Fairy tales were our first mental playground and whether we turned out to be doctors, writers, or musicians we have all taken from it.  We’ve all borrowed a small piece of that bravery, sense of justice, or twisted humor.   It’s not that hard to believe that even as adults we are still drawn to those fairy tales.  They bring us back to a safe heaven, a place where we can identify with.  They are a part of us and they don’t leave.
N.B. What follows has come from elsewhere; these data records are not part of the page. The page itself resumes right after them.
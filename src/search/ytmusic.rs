//! YouTube Music search through the InnerTube web client API
//!
//! The response is a deeply nested renderer tree. It is decoded into typed
//! structs that only name the fields we read; a response that doesn't fit
//! them yields no candidates instead of an error.

use anyhow::{Context, Result};
use async_trait::async_trait;
use reqwest::Client;
use serde::Deserialize;
use serde_json::json;
use tracing::{debug, warn};

use super::SearchService;
use crate::pipeline::MatchCandidate;
use crate::pipeline::duration;

const SEARCH_URL: &str = "https://music.youtube.com/youtubei/v1/search?prettyPrint=false";
const ORIGIN: &str = "https://music.youtube.com";
const CLIENT_NAME: &str = "WEB_REMIX";
const CLIENT_VERSION: &str = "1.20250203.01.00";

/// Default number of candidates handed to the selector
pub const DEFAULT_MAX_CANDIDATES: usize = 5;

/// HTTP client for YouTube Music search
#[derive(Clone)]
pub struct YtMusicClient {
    http_client: Client,
    max_candidates: usize,
}

impl YtMusicClient {
    pub fn new() -> Result<Self> {
        let http_client = Client::builder()
            .user_agent("Mozilla/5.0 (X11; Linux x86_64; rv:128.0) Gecko/20100101 Firefox/128.0")
            .build()
            .context("Failed to create HTTP client")?;

        Ok(Self {
            http_client,
            max_candidates: DEFAULT_MAX_CANDIDATES,
        })
    }

    async fn raw_search(&self, query: &str) -> Result<serde_json::Value> {
        let body = json!({
            "context": {
                "client": {
                    "clientName": CLIENT_NAME,
                    "clientVersion": CLIENT_VERSION,
                    "hl": "en",
                    "gl": "US",
                }
            },
            "query": query,
        });

        let response = self
            .http_client
            .post(SEARCH_URL)
            .header("Origin", ORIGIN)
            .header("Referer", format!("{}/", ORIGIN))
            .json(&body)
            .send()
            .await
            .context("Failed to connect to YouTube Music")?;

        if !response.status().is_success() {
            anyhow::bail!("YouTube Music search failed with {}", response.status());
        }

        response
            .json()
            .await
            .context("Failed to read search response")
    }
}

#[async_trait]
impl SearchService for YtMusicClient {
    async fn search(&self, query: &str) -> Result<Vec<MatchCandidate>> {
        debug!("Searching YouTube Music: {}", query);
        let value = self.raw_search(query).await?;
        let candidates = parse_candidates(value, self.max_candidates);
        debug!("{} candidates for {}", candidates.len(), query);
        Ok(candidates)
    }
}

/// Candidates from a search response, top result first
///
/// Returns an empty list when the response doesn't have the expected shape.
pub fn parse_candidates(value: serde_json::Value, limit: usize) -> Vec<MatchCandidate> {
    let response: SearchResponse = match serde_json::from_value(value) {
        Ok(response) => response,
        Err(e) => {
            warn!("Unexpected search response shape: {}", e);
            return Vec::new();
        }
    };

    let Some(tab) = response.contents.tabbed_search_results_renderer.tabs.into_iter().next() else {
        warn!("Search response has no result tabs");
        return Vec::new();
    };

    let mut candidates = Vec::new();
    for section in tab.tab_renderer.content.section_list_renderer.contents {
        // "Did you mean" and similar notices
        if section.item_section_renderer.is_some() {
            continue;
        }
        if let Some(card) = section.music_card_shelf_renderer {
            candidates.extend(card.candidate());
        }
        if let Some(shelf) = section.music_shelf_renderer {
            candidates.extend(
                shelf
                    .contents
                    .into_iter()
                    .filter_map(|item| item.music_responsive_list_item_renderer)
                    .filter_map(ListItem::candidate),
            );
        }
        if candidates.len() >= limit {
            break;
        }
    }

    candidates.truncate(limit);
    candidates
}

/// Duration of a result, 0 when the text isn't a timestamp
fn duration_of(text: &str) -> u64 {
    duration::to_millis(text).unwrap_or_else(|| {
        debug!("Unparsable duration '{}'", text);
        0
    })
}

#[derive(Debug, Deserialize)]
#[serde(rename_all = "camelCase")]
struct SearchResponse {
    contents: ResponseContents,
}

#[derive(Debug, Deserialize)]
#[serde(rename_all = "camelCase")]
struct ResponseContents {
    tabbed_search_results_renderer: TabbedResults,
}

#[derive(Debug, Deserialize)]
struct TabbedResults {
    tabs: Vec<Tab>,
}

#[derive(Debug, Deserialize)]
#[serde(rename_all = "camelCase")]
struct Tab {
    tab_renderer: TabRenderer,
}

#[derive(Debug, Deserialize)]
struct TabRenderer {
    content: TabContent,
}

#[derive(Debug, Deserialize)]
#[serde(rename_all = "camelCase")]
struct TabContent {
    section_list_renderer: SectionList,
}

#[derive(Debug, Deserialize)]
struct SectionList {
    #[serde(default)]
    contents: Vec<Section>,
}

#[derive(Debug, Deserialize)]
#[serde(rename_all = "camelCase")]
struct Section {
    item_section_renderer: Option<serde::de::IgnoredAny>,
    music_card_shelf_renderer: Option<CardShelf>,
    music_shelf_renderer: Option<Shelf>,
}

/// The "Top result" card
#[derive(Debug, Deserialize)]
struct CardShelf {
    title: Runs,
    subtitle: Option<Runs>,
}

impl CardShelf {
    fn candidate(self) -> Option<MatchCandidate> {
        let duration = self
            .subtitle
            .as_ref()
            .and_then(|s| s.runs.last())
            .map(|run| duration_of(&run.text))
            .unwrap_or(0);
        let run = self.title.runs.into_iter().next()?;
        let video_id = run.navigation_endpoint?.watch_endpoint?.video_id;
        Some(MatchCandidate {
            video_id,
            title: run.text,
            duration_ms: duration,
        })
    }
}

#[derive(Debug, Deserialize)]
struct Shelf {
    #[serde(default)]
    contents: Vec<ShelfItem>,
}

#[derive(Debug, Deserialize)]
#[serde(rename_all = "camelCase")]
struct ShelfItem {
    music_responsive_list_item_renderer: Option<ListItem>,
}

#[derive(Debug, Deserialize)]
#[serde(rename_all = "camelCase")]
struct ListItem {
    #[serde(default)]
    flex_columns: Vec<FlexColumn>,
    overlay: Option<Overlay>,
    playlist_item_data: Option<PlaylistItemData>,
}

impl ListItem {
    /// Title from the first column, duration from the end of the second
    fn candidate(self) -> Option<MatchCandidate> {
        let video_id = self
            .overlay
            .and_then(|o| {
                o.music_item_thumbnail_overlay_renderer
                    .content
                    .music_play_button_renderer
            })
            .and_then(|b| b.play_navigation_endpoint)
            .and_then(|e| e.watch_endpoint)
            .map(|w| w.video_id)
            .or_else(|| self.playlist_item_data.map(|d| d.video_id))?;

        let mut columns = self
            .flex_columns
            .into_iter()
            .map(|c| c.music_responsive_list_item_flex_column_renderer.text.runs);
        let title = columns.next()?.into_iter().next()?.text;
        let duration = columns
            .next()
            .and_then(|runs| runs.into_iter().last())
            .map(|run| duration_of(&run.text))
            .unwrap_or(0);

        Some(MatchCandidate {
            video_id,
            title,
            duration_ms: duration,
        })
    }
}

#[derive(Debug, Deserialize)]
#[serde(rename_all = "camelCase")]
struct FlexColumn {
    music_responsive_list_item_flex_column_renderer: FlexColumnRenderer,
}

#[derive(Debug, Deserialize)]
struct FlexColumnRenderer {
    text: Runs,
}

#[derive(Debug, Deserialize)]
#[serde(rename_all = "camelCase")]
struct Overlay {
    music_item_thumbnail_overlay_renderer: OverlayRenderer,
}

#[derive(Debug, Deserialize)]
struct OverlayRenderer {
    content: OverlayContent,
}

#[derive(Debug, Deserialize)]
#[serde(rename_all = "camelCase")]
struct OverlayContent {
    music_play_button_renderer: Option<PlayButton>,
}

#[derive(Debug, Deserialize)]
#[serde(rename_all = "camelCase")]
struct PlayButton {
    play_navigation_endpoint: Option<NavigationEndpoint>,
}

#[derive(Debug, Deserialize)]
#[serde(rename_all = "camelCase")]
struct PlaylistItemData {
    video_id: String,
}

#[derive(Debug, Deserialize)]
struct Runs {
    #[serde(default)]
    runs: Vec<Run>,
}

#[derive(Debug, Deserialize)]
#[serde(rename_all = "camelCase")]
struct Run {
    text: String,
    navigation_endpoint: Option<NavigationEndpoint>,
}

#[derive(Debug, Deserialize)]
#[serde(rename_all = "camelCase")]
struct NavigationEndpoint {
    watch_endpoint: Option<WatchEndpoint>,
}

#[derive(Debug, Deserialize)]
#[serde(rename_all = "camelCase")]
struct WatchEndpoint {
    video_id: String,
}

#[cfg(test)]
mod tests {
    use super::*;
    use serde_json::Value;

    fn card(video_id: &str, title: &str, duration: &str) -> Value {
        json!({
            "musicCardShelfRenderer": {
                "title": {"runs": [{
                    "text": title,
                    "navigationEndpoint": {"watchEndpoint": {"videoId": video_id}}
                }]},
                "subtitle": {"runs": [
                    {"text": "Song"}, {"text": " • "}, {"text": "Artist X"},
                    {"text": " • "}, {"text": duration}
                ]}
            }
        })
    }

    fn list_item(video_id: &str, title: &str, duration: &str) -> Value {
        json!({
            "musicResponsiveListItemRenderer": {
                "flexColumns": [
                    {"musicResponsiveListItemFlexColumnRenderer": {"text": {"runs": [{"text": title}]}}},
                    {"musicResponsiveListItemFlexColumnRenderer": {"text": {"runs": [
                        {"text": "Artist X"}, {"text": " • "}, {"text": "Album"},
                        {"text": " • "}, {"text": duration}
                    ]}}}
                ],
                "overlay": {"musicItemThumbnailOverlayRenderer": {"content": {
                    "musicPlayButtonRenderer": {
                        "playNavigationEndpoint": {"watchEndpoint": {"videoId": video_id}}
                    }
                }}}
            }
        })
    }

    fn response(sections: Vec<Value>) -> Value {
        json!({
            "contents": {"tabbedSearchResultsRenderer": {"tabs": [{
                "tabRenderer": {"content": {"sectionListRenderer": {"contents": sections}}}
            }]}}
        })
    }

    #[test]
    fn test_top_result_first() {
        let value = response(vec![
            card("top", "Song A", "3:20"),
            json!({"musicShelfRenderer": {"contents": [
                list_item("s1", "Song A (Live)", "4:10"),
                list_item("s2", "Song A", "3:18"),
            ]}}),
        ]);

        let candidates = parse_candidates(value, 5);
        let ids: Vec<&str> = candidates.iter().map(|c| c.video_id.as_str()).collect();
        assert_eq!(ids, vec!["top", "s1", "s2"]);
        assert_eq!(candidates[0].duration_ms, 200_000);
        assert_eq!(candidates[1].title, "Song A (Live)");
        assert_eq!(candidates[2].duration_ms, 198_000);
    }

    #[test]
    fn test_did_you_mean_skipped() {
        let value = response(vec![
            json!({"itemSectionRenderer": {"contents": [{"didYouMeanRenderer": {}}]}}),
            card("top", "Song A", "3:20"),
        ]);

        let candidates = parse_candidates(value, 5);
        assert_eq!(candidates.len(), 1);
        assert_eq!(candidates[0].video_id, "top");
    }

    #[test]
    fn test_limit() {
        let items: Vec<Value> = (0..10)
            .map(|i| list_item(&format!("s{}", i), "Song", "3:00"))
            .collect();
        let value = response(vec![json!({"musicShelfRenderer": {"contents": items}})]);

        assert_eq!(parse_candidates(value, 5).len(), 5);
    }

    #[test]
    fn test_unparsable_duration_is_zero() {
        let value = response(vec![card("top", "Song A", "Artist X")]);
        let candidates = parse_candidates(value, 5);
        assert_eq!(candidates[0].duration_ms, 0);
    }

    #[test]
    fn test_items_without_video_id_dropped() {
        let value = response(vec![json!({"musicShelfRenderer": {"contents": [
            {"musicResponsiveListItemRenderer": {"flexColumns": []}},
            {"messageRenderer": {}},
            list_item("s1", "Song A", "3:00"),
        ]}})]);

        let candidates = parse_candidates(value, 5);
        assert_eq!(candidates.len(), 1);
        assert_eq!(candidates[0].video_id, "s1");
    }

    #[test]
    fn test_shape_mismatch_yields_nothing() {
        assert!(parse_candidates(json!({"error": {"code": 400}}), 5).is_empty());
        let empty = json!({"contents": {"tabbedSearchResultsRenderer": {"tabs": []}}});
        assert!(parse_candidates(empty, 5).is_empty());
        assert!(parse_candidates(json!("nope"), 5).is_empty());
    }
}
So for generations to come, we read the same stories to our children. Selfishly we indulge in the story telling as we narrate, but we bask in the glory of passing them down.  We know their importance.  We understand their meaning.  We welcome them back in our lives, in traditional forms or modern remakes, and hope to take out of it the same feeling we did as a child.  It’s our comfort zone, our security blanket, and why shouldn’t they be idolized and welcomed?  Don’t they deserve that for everything they’ve taught us?  Even the darkest of tales can teach us an important role in life.  What magical, twisted or adventurous path will we choose?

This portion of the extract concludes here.